BRUXELLES

Voici à quoi ressemblera le quartier Rempart des Moines reconstruit

C’est un gros chantier qui se précise à la Ville: les «cinq blocs» du Rempart des Moines vont êtres détruits. 314 logements seront reconstruits, mais pas tous sociaux. L’ARAU critique une opération énergivore et le parking de 400 places.

La Ville de Bruxelles a présenté ce 22 octobre son projet pour le quartier du Rempart des Moines. 5 bureaux étaient sur le coup: c’est le regroupement nommé «TEAM 5+» (LAN à Paris et MDW à Bruxelles) qui appliquera ses idées aux «cinq blocs», barres de logements sociaux du nord du Pentagone, à la frontière entre les quartiers Dansaert et Anneessens.

Le chantier, prévu depuis 2016, s’annonce comme l’un des gros projets immobiliers de cette législature à la Ville. Il s’agira d’abord de démolir les 314 logements sociaux existants, bâtis en 1966. Cette démolition se fera en deux phases. Ensuite, 350 nouveaux logements seront produits: 210 logements sociaux gérés par le Logement Bruxellois et 140 logements moyens gérés par la Régie Foncière de la Ville. La distribution ira d’1 à 5 chambres. On notera que le nombre de logements sociaux diminuera: pour compenser, la Ville promet de mettre à disposition des terrains ailleurs sur son territoire.

 

Voilà comment les nouvelles constructions s’imbriqueront sur le triangle entre rue Rempart des Moines, rue du Grand-Serment et rue Notre-Dame-du-Sommeil. En haut, la place du Nouveau Marché aux Grain et à gauche, le square Jacques Brel.

 

«Il était grand temps»

Outre des jardins communs, une salle de sport de mini-foot et handball et deux salles d’arts martiaux ou gym seront incluses. La SLRB assure que le hall sportif actuel (inauguré en 2002) ne sera fermé qu’une fois les nouvelles installations opérationnelles. «Cette salle située dans les bâtiments démolis sera déplacée et recyclée ailleurs dans la ville» souligne Benoit Hellings, Premier Échevin et Échevin du Climat et des Sports à la Ville (Écolo). Un espace d’accueil pour seniors, des locaux de co-accueil pour la petite enfance et de nombreux emplacements de parking vélos sont aussi prévus. On apprend par ailleurs qu’un parking de 400 places sera creusé sous le site (lire ci-dessous).

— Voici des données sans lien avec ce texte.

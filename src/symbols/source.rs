//! Symbol table sources
//!
//! A source produces a [`SymbolMap`] once; the resolver caches the result.

use std::collections::HashMap;
use std::fs;
use std::path::{Path, PathBuf};

use anyhow::{Context, Result};
use serde::{Deserialize, Serialize};

/// Built-in mnemonic table, in listing order
pub const DEFAULT_SYMBOLS: &[(&str, &str)] = &[
    ("btc", "BTCUSDT"),
    ("bitcoin", "BTCUSDT"),
    ("eth", "ETHUSDT"),
    ("ethereum", "ETHUSDT"),
    ("sol", "SOLUSDT"),
    ("solana", "SOLUSDT"),
    ("doge", "DOGEUSDT"),
    ("shiba", "SHIBUSDT"),
    ("xrp", "XRPUSDT"),
    ("ada", "ADAUSDT"),
    ("dot", "DOTUSDT"),
    ("link", "LINKUSDT"),
    ("ltc", "LTCUSDT"),
    ("xlm", "XLMUSDT"),
    ("eos", "EOSUSDT"),
    ("bnb", "BNBUSDT"),
    ("matic", "MATICUSDT"),
    ("avax", "AVAXUSDT"),
    ("algo", "ALGOUSDT"),
    ("ftt", "FTTUSDT"),
    ("mana", "MANAUSDT"),
    ("uni", "UNIUSDT"),
    ("xmr", "XMRUSDT"),
    ("xem", "XEMUSDT"),
];

/// Header row of the tabular symbol map
pub const CSV_HEADER: &str = "crypto_name,symbol";

/// Immutable mnemonic → trading symbol table
///
/// Keeps source order for listing and a hash index for lookup.
#[derive(Debug, Clone, Default)]
pub struct SymbolMap {
    entries: Vec<(String, String)>,
    index: HashMap<String, usize>,
}

impl SymbolMap {
    /// Insert a mapping; the key is lower-cased, the symbol upper-cased.
    /// Returns false (and leaves the map unchanged) if the symbol is not `^[A-Z0-9]+$`.
    pub fn insert(&mut self, name: &str, symbol: &str) -> bool {
        let key = name.trim().to_lowercase();
        let symbol = symbol.trim().to_uppercase();
        if key.is_empty() || !is_valid_symbol(&symbol) {
            return false;
        }

        match self.index.get(&key) {
            Some(&pos) => self.entries[pos].1 = symbol,
            None => {
                self.index.insert(key.clone(), self.entries.len());
                self.entries.push((key, symbol));
            }
        }
        true
    }

    pub fn get(&self, key: &str) -> Option<&str> {
        self.index
            .get(key)
            .map(|&pos| self.entries[pos].1.as_str())
    }

    pub fn iter(&self) -> impl Iterator<Item = (&str, &str)> {
        self.entries.iter().map(|(k, v)| (k.as_str(), v.as_str()))
    }

    pub fn len(&self) -> usize {
        self.entries.len()
    }

    pub fn is_empty(&self) -> bool {
        self.entries.is_empty()
    }

    /// Render as CSV with the `crypto_name,symbol` header
    pub fn to_csv(&self) -> String {
        let mut out = String::from(CSV_HEADER);
        out.push('\n');
        for (name, symbol) in self.iter() {
            out.push_str(name);
            out.push(',');
            out.push_str(symbol);
            out.push('\n');
        }
        out
    }

    pub fn builtin() -> Self {
        let mut map = Self::default();
        for (name, symbol) in DEFAULT_SYMBOLS {
            map.insert(name, symbol);
        }
        map
    }
}

/// Canonical trading symbols are non-empty uppercase alphanumerics
pub fn is_valid_symbol(symbol: &str) -> bool {
    !symbol.is_empty()
        && symbol
            .chars()
            .all(|c| c.is_ascii_uppercase() || c.is_ascii_digit())
}

/// Where the resolver's table comes from
pub trait SymbolSource: Send + Sync {
    fn load(&self) -> Result<SymbolMap>;

    /// Human-readable origin, used in log messages
    fn describe(&self) -> String;

    /// Whether `load` performs blocking I/O
    fn is_blocking(&self) -> bool {
        false
    }
}

/// The built-in in-code table
#[derive(Debug, Clone, Copy, Default)]
pub struct StaticSymbols;

impl SymbolSource for StaticSymbols {
    fn load(&self) -> Result<SymbolMap> {
        Ok(SymbolMap::builtin())
    }

    fn describe(&self) -> String {
        "built-in symbol table".to_string()
    }
}

#[derive(Debug, Serialize, Deserialize)]
struct SymbolRow {
    crypto_name: String,
    symbol: String,
}

/// A `crypto_name,symbol` CSV file, seeded with the built-in table if absent
#[derive(Debug, Clone)]
pub struct CsvSymbols {
    path: PathBuf,
}

impl CsvSymbols {
    pub fn new(path: impl Into<PathBuf>) -> Self {
        Self { path: path.into() }
    }

    pub fn path(&self) -> &Path {
        &self.path
    }

    fn write_defaults(&self) -> Result<()> {
        if let Some(parent) = self.path.parent() {
            if !parent.as_os_str().is_empty() {
                fs::create_dir_all(parent).with_context(|| {
                    format!("Failed to create directory {}", parent.display())
                })?;
            }
        }

        let mut writer = csv::Writer::from_path(&self.path)
            .with_context(|| format!("Failed to create {}", self.path.display()))?;
        for (name, symbol) in DEFAULT_SYMBOLS {
            writer.serialize(SymbolRow {
                crypto_name: name.to_string(),
                symbol: symbol.to_string(),
            })?;
        }
        writer.flush()?;

        tracing::info!(path = %self.path.display(), "Created default symbol map");
        Ok(())
    }
}

impl SymbolSource for CsvSymbols {
    fn is_blocking(&self) -> bool {
        true
    }

    fn load(&self) -> Result<SymbolMap> {
        if !self.path.exists() {
            self.write_defaults()?;
        }

        let mut reader = csv::ReaderBuilder::new()
            .has_headers(true)
            .trim(csv::Trim::All)
            .from_path(&self.path)
            .with_context(|| format!("Failed to open {}", self.path.display()))?;

        let mut map = SymbolMap::default();
        for (line, row) in reader.deserialize::<SymbolRow>().enumerate() {
            let row = row.with_context(|| {
                format!("Malformed row {} in {}", line + 2, self.path.display())
            })?;
            if !map.insert(&row.crypto_name, &row.symbol) {
                tracing::warn!(
                    name = %row.crypto_name,
                    symbol = %row.symbol,
                    "Skipping invalid symbol map row"
                );
            }
        }

        Ok(map)
    }

    fn describe(&self) -> String {
        self.path.display().to_string()
    }
}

«Il était grand temps que la Ville rénove ces bâtiments», commente le Bourgmestre Philippe Close (PS) dans le communiqué de la SLRB. Khalid Zian, Échevin du Logement (PS), se réjouit quant à lui de «renforcer la mixité sociale, par la cohabitation entre du logement social et moyen tout en limitant drastiquement la facture énergétique des futurs locataires grâce aux bâtiments passifs». Brigitte De Pauw, Présidente de la SLRB, estime pour sa part que «cette rénovation emblématique va transformer le quartier». La SLRB est très satisfaite du projet sélectionné, qui témoigne d’une haute qualité et qui accueillera ses futurs habitants dans des logements adaptés à leurs attentes.»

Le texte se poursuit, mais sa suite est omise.